Not quite the same--you might be able to save some time here. If you want it to just directly give you the right file and line #, you can compile against the non-amalgamated headers. For example, from the root of the simdjson repo, this is a super easy way to do it:

g++ -Weffc++ -Iinclude -Isrc examples/quickstart/quickstart.cpp src/simdjson.cpp

The way you are doing it is accurate and fine, just trying to make your life easier :)

@jkeiser
Copy link
Member

jkeiser commented Apr 22, 2020

One thing we're missing if this does make us -Weffc++ clean, is adding -Weffc++ with all the other -Wall -Wextra etc. flags in CMakeLists.txt. That way we don't regress this.

@ostri
Copy link
Contributor Author

ostri commented Apr 22, 2020

@ostri Can you undo your commit on the almagamation script... then I think @jkeiser will green light this for merger and we'll be done.

done.

But never the less the script is not cosher:

  1. compiler is fixed, parameters are fixed.
  2. most of variables are not quoted (e.g. problem with spacces in filenames)
  3. usage of ancient techniques (backtick)
  4. this should go into cmake. There you have all the infrastructure and it should be one of the targets.
  5. My linter reports 32 errors/warnings/notes.

@ostri
Copy link
Contributor Author

ostri commented Apr 22, 2020

One thing we're missing if this does make us -Weffc++ clean, is adding -Weffc++ with all the other -Wall -Wextra etc. flags in CMakeLists.txt. That way we don't regress this.

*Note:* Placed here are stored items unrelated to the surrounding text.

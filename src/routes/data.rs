//! Stored extraction data

use axum::{
    extract::{Query, State},
    Json,
};
use serde::Deserialize;

use crate::db::{PageRecord, PageRecordRepository};
use crate::error::Result;
use crate::state::AppState;

/// Optional filter
#[derive(Debug, Deserialize)]
pub struct DataQuery {
    pub file_name: Option<String>,
}

/// GET /data/
///
/// Every stored row, or only those for `?file_name=`.
pub async fn list_data(
    State(state): State<AppState>,
    Query(query): Query<DataQuery>,
) -> Result<Json<Vec<PageRecord>>> {
    let repo = PageRecordRepository::new(state.db());
    let records = match query.file_name.as_deref() {
        Some(file_name) => repo.list_for_file(file_name).await?,
        None => repo.list().await?,
    };
    Ok(Json(records))
}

@jkeiser I agree, but I don't know how the semantically equivalent parameter for clang. If I put pedantic, then calculated goto warnings are reported.

@jkeiser
Copy link
Member

jkeiser commented Apr 22, 2020

@ostri OK, understood. If there's a way to enable only for g++ it still seems like a good idea. Alternately, we can add code to disable weffc++ warnings in the computed goto locations (there's only a few of them). But if we can't figure it out, this is still good for moving forward!

@ostri
Copy link
Contributor Author

ostri commented Apr 22, 2020

@ostri OK, understood. If there's a way to enable only for g++ it still seems like a good idea. Alternately, we can add code to disable weffc++ warnings in the computed goto locations (there's only a few of them). But if we can't figure it out, this is still good for moving forward!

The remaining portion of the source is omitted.